Federal law prohibits hospitals from discharging a patient with an unstable emergency medical condition, which would include signs of cardiac trouble or severe psychiatric problems. They can transfer an unstable patient to a facility capable of treating the patient if the benefits of treatment at a different facility outweigh the risks of the transfer.
A statement from Newman CEO Robert Wright said the hospital is taking steps to comply with CMS and will continue to treat Medicare patients. Decertification means that federal authorities won’t pay for care to Medicare patients but doesn’t forbid a hospital from providing care to those patients.
“We have fully cooperated with CMS and developed a plan of action,” Wright said in the statement, which was issued March 17.

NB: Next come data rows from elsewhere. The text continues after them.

//! Credit-default scoring: input checks, risk bands and a text gauge.

use std::fmt;

use govlens_api::{ScoringClient, ScoringFeatures};
use serde::{Deserialize, Serialize};

use crate::error::{GovlensError, Result};
use crate::obs;

/// Valid range of a repayment status (`-1` = paid duly, `1..=9` = months late)
pub const PAY_RANGE: std::ops::RangeInclusive<i64> = -1..=9;
/// Valid applicant age
pub const AGE_RANGE: std::ops::RangeInclusive<i64> = 20..=115;

/// Lower bound of [`RiskBand::RepaymentLikely`]
pub const REPAYMENT_LIKELY_THRESHOLD: f64 = 0.6;
/// Lower bound of [`RiskBand::Level1Outreach`]
pub const LEVEL1_THRESHOLD: f64 = 0.4;

const GAUGE_WIDTH: usize = 40;

/// One credit application as entered by the user
#[derive(Debug, Clone, Copy, PartialEq, Eq, Serialize, Deserialize)]
pub struct ScoreInput {
    pub pay_0: i64,
    pub pay_2: i64,
    pub pay_3: i64,
    pub pay_4: i64,
    pub limit_bal: i64,
    pub bill_amt1: i64,
    /// Checked and echoed back; the model does not use it
    pub age: i64,
}

impl ScoreInput {
    pub fn validate(&self) -> Result<()> {
        for (field, value) in [
            ("pay_0", self.pay_0),
            ("pay_2", self.pay_2),
            ("pay_3", self.pay_3),
            ("pay_4", self.pay_4),
        ] {
            check(field, value, PAY_RANGE.contains(&value), "-1..=9")?;
        }
        check("limit_bal", self.limit_bal, self.limit_bal >= 0, ">= 0")?;
        check("bill_amt1", self.bill_amt1, self.bill_amt1 >= 0, ">= 0")?;
        check("age", self.age, AGE_RANGE.contains(&self.age), "20..=115")
    }

    /// Model features, in the model's column naming.
    pub fn to_features(&self) -> ScoringFeatures {
        ScoringFeatures {
            pay_0: self.pay_0,
            pay_2: self.pay_2,
            pay_3: self.pay_3,
            pay_4: self.pay_4,
            limit_bal: self.limit_bal,
            bill_amt1: self.bill_amt1,
        }
    }
}

fn check(field: &'static str, value: i64, ok: bool, expected: &'static str) -> Result<()> {
    if ok {
        Ok(())
    } else {
        Err(GovlensError::InvalidScoreInput {
            field,
            value,
            expected,
        })
    }
}

/// Risk classification of a repayment probability
#[derive(Debug, Clone, Copy, PartialEq, Eq, Serialize, Deserialize)]
#[serde(rename_all = "snake_case")]
pub enum RiskBand {
    RepaymentLikely,
    Level1Outreach,
    Level2Outreach,
}

impl RiskBand {
    /// Band of repayment probability `p`; `p` must lie in `[0, 1]`.
    pub fn classify(p: f64) -> Result<Self> {
        if !(0.0..=1.0).contains(&p) {
            return Err(GovlensError::InvalidProbability(p));
        }
        Ok(if p >= REPAYMENT_LIKELY_THRESHOLD {
            Self::RepaymentLikely
        } else if p >= LEVEL1_THRESHOLD {
            Self::Level1Outreach
        } else {
            Self::Level2Outreach
        })
    }

    pub fn label(&self) -> &'static str {
        match self {
            Self::RepaymentLikely => "REPAYMENT LIKELY",
            Self::Level1Outreach => "RISK OF DEFAULT - LEVEL 1 OUTREACH",
            Self::Level2Outreach => "HIGH RISK OF DEFAULT - LEVEL 2 OUTREACH",
        }
    }
}

impl fmt::Display for RiskBand {
    fn fmt(&self, f: &mut fmt::Formatter<'_>) -> fmt::Result {
        f.write_str(self.label())
    }
}

/// Scored application
#[derive(Debug, Clone, PartialEq, Serialize, Deserialize)]
pub struct ScoreOutcome {
    pub input: ScoreInput,
    pub probability: f64,
    pub band: RiskBand,
}

impl ScoreOutcome {
    pub fn render_text(&self) -> String {
        format!(
            "{}\n\nRepayment probability: {:.2}\nClassification: {}\nApplicant age: {}\n",
            render_gauge(self.probability),
            self.probability,
            self.band,
            self.input.age
        )
    }
}

/// Two-line gauge: the three bands as shaded cells, then a `^` under `p`.
///
/// `░` is level 2 outreach, `▒` level 1, `▓` repayment likely. `p` is
/// clamped to `[0, 1]`.
pub fn render_gauge(p: f64) -> String {
    let p = p.clamp(0.0, 1.0);
    let level1_at = cell(LEVEL1_THRESHOLD);
    let likely_at = cell(REPAYMENT_LIKELY_THRESHOLD);

    let bar: String = (0..GAUGE_WIDTH)
        .map(|i| match i {
            i if i < level1_at => '░',
            i if i < likely_at => '▒',
            _ => '▓',
        })
        .collect();
    let marker_at = cell(p).min(GAUGE_WIDTH - 1);

    format!(
        "0 [{bar}] 1\n   {}^ {p:.2}",
        " ".repeat(marker_at)
    )
}

fn cell(p: f64) -> usize {
    // p is within [0, 1], so the product fits.
    (p * GAUGE_WIDTH as f64).round() as usize
}

/// Validate `input`, score it remotely and classify the result.
pub async fn score_application(client: &ScoringClient, input: &ScoreInput) -> Result<ScoreOutcome> {
    input.validate()?;
    let probability = client.score(&input.to_features()).await?;
    let band = RiskBand::classify(probability)?;
    obs::emit_application_scored(probability, band.label());
    Ok(ScoreOutcome {
        input: *input,
        probability,
        band,
    })
}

CLICK HERE TO SEE THE STATEMENT FROM NEWMAN CEO ROBERT WRIGHT
In the statement, Wright noted a shortage of mental health beds and other mental health services, particularly in rural Kansas. He also cited an admissions moratorium at Osawatomie State Hospital during renovations under way due to CMS concerns about patient safety.
“As a result of a waiting list for inpatient psychiatric beds, which has persisted since at least June of last year in Kansas, many rural hospitals like ours are in the position of trying to care for mental health patients in emergency rooms and other inpatient and outpatient settings not intended for that purpose while waiting for the next available psychiatric bed,” Wright said in the statement.
Osawatomie, which is about 70 miles east of Emporia, is one of two state-run inpatient facilities for Kansans with severe or persistent mental illness. The other is in Larned.
Wright said the hospital has hired a consultant to assess its policies and clarified which psychiatric symptoms constitute an emergency medical condition that would prevent a person from being discharged. It also clarified how the mental health center and hospital should communicate and trained employees on discharge requirements.
The hospital declined to comment on its corrections beyond the statement.
Cindy Samuelson, a spokeswoman for the Kansas Hospital Association, said several hospitals have been affected by capacity problems in the state’s mental health system. She said officials at several member hospitals have reported that mental health patients are having to wait in their emergency departments — some for days — for an inpatient psychiatric bed to open.
She said she hadn’t heard of CMS investigating other hospitals for housing mental health patients in emergency departments, but that small hospitals with fewer resources have had more difficulty serving those patients.